### EXERCISE OBJECTIVE
Your answer must be every line of the data that holds the string "Public".

══ TASK MATERIAL

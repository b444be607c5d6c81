/*
    etsy-seo-rs | Rust CLI tool to audit and fix Etsy listing SEO.
    Copyright (C) 2025  Israel Alberto Roldan Vega

    This program is free software: you can redistribute it and/or modify
    it under the terms of the GNU Affero General Public License as published
    by the Free Software Foundation, either version 3 of the License, or
    (at your option) any later version.

    This program is distributed in the hope that it will be useful,
    but WITHOUT ANY WARRANTY; without even the implied warranty of
    MERCHANTABILITY or FITNESS FOR A PARTICULAR PURPOSE.  See the
    GNU Affero General Public License for more details.

    You should have received a copy of the GNU Affero General Public License
    along with this program.  If not, see <https://www.gnu.org/licenses/>.
*/

//! Offline SEO rewriting of titles, descriptions and tags.

pub mod description;
pub mod fixer;
pub mod tags;
pub mod title;

pub use description::{fix_description, DescriptionMarkers};
pub use fixer::{process_tags, process_titles_and_descriptions, TagRow, TitleRow};
pub use tags::{fix_tag, fix_tags};
pub use title::fix_title;

use thiserror::Error;

#[derive(Error, Debug)]
pub enum SeoError {
    #[error("CSV error: {0}")]
    Csv(#[from] csv::Error),
    #[error("I/O error: {0}")]
    Io(#[from] std::io::Error),
    #[error("Invalid JSON: {0}")]
    Json(#[from] serde_json::Error),
}
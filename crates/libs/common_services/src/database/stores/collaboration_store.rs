use crate::database::DbError;
use crate::database::collaboration::CollaborationRow;
use chrono::{DateTime, Utc};
use common_types::{Collaboration, CollaborationStatus};
use sqlx::{Executor, Postgres};

pub struct CollaborationStore;

fn offer_stage_statuses() -> Vec<String> {
    CollaborationStatus::KNOWN
        .iter()
        .filter(|status| status.is_offer_stage())
        .map(|status| status.as_str().to_owned())
        .collect()
}

impl CollaborationStore {
    pub async fn create(
        executor: impl Executor<'_, Database = Postgres>,
        collaboration: &Collaboration,
    ) -> Result<Collaboration, DbError> {
        let offer = collaboration.current_offer.as_ref();
        let row = sqlx::query_as::<_, CollaborationRow>(
            r"
            INSERT INTO collaboration (
                id, collab_code, kind, brand_id, partner_id, partner_role, requested_by,
                title, description, start_date, end_date, status,
                offer_amount, offer_by, offer_at
            )
            VALUES ($1, $2, $3, $4, $5, $6, $7, $8, $9, $10, $11, $12, $13, $14, $15)
            RETURNING *
            ",
        )
        .bind(&collaboration.id)
        .bind(&collaboration.collab_code)
        .bind(collaboration.kind)
        .bind(collaboration.brand_id)
        .bind(collaboration.partner_id)
        .bind(collaboration.partner_role)
        .bind(collaboration.requested_by)
        .bind(&collaboration.title)
        .bind(&collaboration.description)
        .bind(collaboration.start_date)
        .bind(collaboration.end_date)
        .bind(collaboration.status.as_str())
        .bind(offer.map(|o| o.amount))
        .bind(offer.map(|o| o.proposed_by))
        .bind(offer.map(|o| o.proposed_at))
        .fetch_one(executor)
        .await?;
        Ok(row.into())
    }

    pub async fn find_by_id(
        executor: impl Executor<'_, Database = Postgres>,
        collaboration_id: &str,
    ) -> Result<Option<Collaboration>, DbError> {
        let row = sqlx::query_as::<_, CollaborationRow>("SELECT * FROM collaboration WHERE id = $1")
            .bind(collaboration_id)
            .fetch_optional(executor)
            .await?;
        Ok(row.map(Into::into))
    }

    /// Like [`Self::find_by_id`], but locks the row until the surrounding
    /// transaction ends.
    pub async fn find_by_id_for_update(
        executor: impl Executor<'_, Database = Postgres>,
        collaboration_id: &str,
    ) -> Result<Option<Collaboration>, DbError> {
        let row = sqlx::query_as::<_, CollaborationRow>(
            "SELECT * FROM collaboration WHERE id = $1 FOR UPDATE",
        )
        .bind(collaboration_id)
        .fetch_optional(executor)
        .await?;
        Ok(row.map(Into::into))
    }

    /// All collaborations the user takes part in, most recently touched first.
    pub async fn list_for_user(
        executor: impl Executor<'_, Database = Postgres>,
        user_id: i32,
    ) -> Result<Vec<Collaboration>, DbError> {
        let rows = sqlx::query_as::<_, CollaborationRow>(
            r"
            SELECT * FROM collaboration
            WHERE brand_id = $1 OR partner_id = $1
            ORDER BY updated_at DESC, id
            ",
        )
        .bind(user_id)
        .fetch_all(executor)
        .await?;
        Ok(rows.into_iter().map(Into::into).collect())
    }

    /// Updates descriptive fields while the collaboration is still in the offer
    /// stage. Pass `None` for fields that should remain unchanged. Returns `None`
    /// when the row is missing or has left the offer stage.
    pub async fn update_details(
        executor: impl Executor<'_, Database = Postgres>,
        collaboration_id: &str,
        title: Option<String>,
        description: Option<String>,
        start_date: Option<DateTime<Utc>>,
        end_date: Option<DateTime<Utc>>,
    ) -> Result<Option<Collaboration>, DbError> {
        let row = sqlx::query_as::<_, CollaborationRow>(
            r"
            UPDATE collaboration
            SET
                title = COALESCE($1, title),
                description = COALESCE($2, description),
                start_date = COALESCE($3, start_date),
                end_date = COALESCE($4, end_date),
                updated_at = now()
            WHERE id = $5 AND status = ANY($6)
            RETURNING *
            ",
        )
        .bind(title)
        .bind(description)
        .bind(start_date)
        .bind(end_date)
        .bind(collaboration_id)
        .bind(offer_stage_statuses())
        .fetch_optional(executor)
        .await?;
        Ok(row.map(Into::into))
    }

    /// Writes the workflow fields of `collaboration`, but only if the stored row
    /// still has the status and `updated_at` the caller read. Returns `None` when
    /// another request changed the row in between.
    pub async fn save_transition(
        executor: impl Executor<'_, Database = Postgres>,
        collaboration: &Collaboration,
        read_status: &CollaborationStatus,
        read_updated_at: DateTime<Utc>,
    ) -> Result<Option<Collaboration>, DbError> {
        let offer = collaboration.current_offer.as_ref();
        let row = sqlx::query_as::<_, CollaborationRow>(
            r"
            UPDATE collaboration
            SET
                status = $1,
                offer_amount = $2,
                offer_by = $3,
                offer_at = $4,
                final_amount = $5,
                work_status = $6,
                payment_status = $7,
                reason = $8,
                deliverable_url = $9,
                penalty_amount = $10,
                transaction_id = $11,
                updated_at = $12
            WHERE id = $13 AND status = $14 AND updated_at = $15
            RETURNING *
            ",
        )
        .bind(collaboration.status.as_str())
        .bind(offer.map(|o| o.amount))
        .bind(offer.map(|o| o.proposed_by))
        .bind(offer.map(|o| o.proposed_at))
        .bind(collaboration.final_amount)
        .bind(collaboration.work_status)
        .bind(collaboration.payment_status)
        .bind(&collaboration.reason)
        .bind(&collaboration.deliverable_url)
        .bind(collaboration.penalty_amount)
        .bind(&collaboration.transaction_id)
        .bind(collaboration.updated_at)
        .bind(&collaboration.id)
        .bind(read_status.as_str())
        .bind(read_updated_at)
        .fetch_optional(executor)
        .await?;
        Ok(row.map(Into::into))
    }

    /// Deletes a finished collaboration. Returns whether a row was removed.
    pub async fn delete_terminal(
        executor: impl Executor<'_, Database = Postgres>,
        collaboration_id: &str,
    ) -> Result<bool, DbError> {
        let result = sqlx::query(
            "DELETE FROM collaboration WHERE id = $1 AND status IN ('completed', 'rejected')",
        )
        .bind(collaboration_id)
        .execute(executor)
        .await?;
        Ok(result.rows_affected() > 0)
    }
}

#[cfg(test)]
mod tests {
    use super::*;

    #[test]
    fn edit_guard_covers_exactly_the_offer_stage() {
        let statuses = offer_stage_statuses();
        assert_eq!(statuses.len(), 7);
        assert!(statuses.contains(&"brand_counter_offer".to_owned()));
        assert!(!statuses.contains(&"agreement_reached".to_owned()));
        assert!(!statuses.contains(&"in_progress".to_owned()));
    }
}
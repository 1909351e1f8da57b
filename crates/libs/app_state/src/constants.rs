use crate::{AuthConstants, DatabaseConstants, RawSettings};
use serde::Deserialize;

#[derive(Debug, Deserialize, Clone)]
pub struct AppConstants {
    pub database: DatabaseConstants,
    pub auth: AuthConstants,
}

impl From<RawSettings> for AppConstants {
    fn from(raw: RawSettings) -> Self {
        Self {
            database: raw.constants.database,
            auth: raw.constants.auth,
        }
    }
}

════

### FINAL ANSWER
    it under the terms of the GNU Affero General Public License as published
    GNU Affero General Public License for more details.
    You should have received a copy of the GNU Affero General Public License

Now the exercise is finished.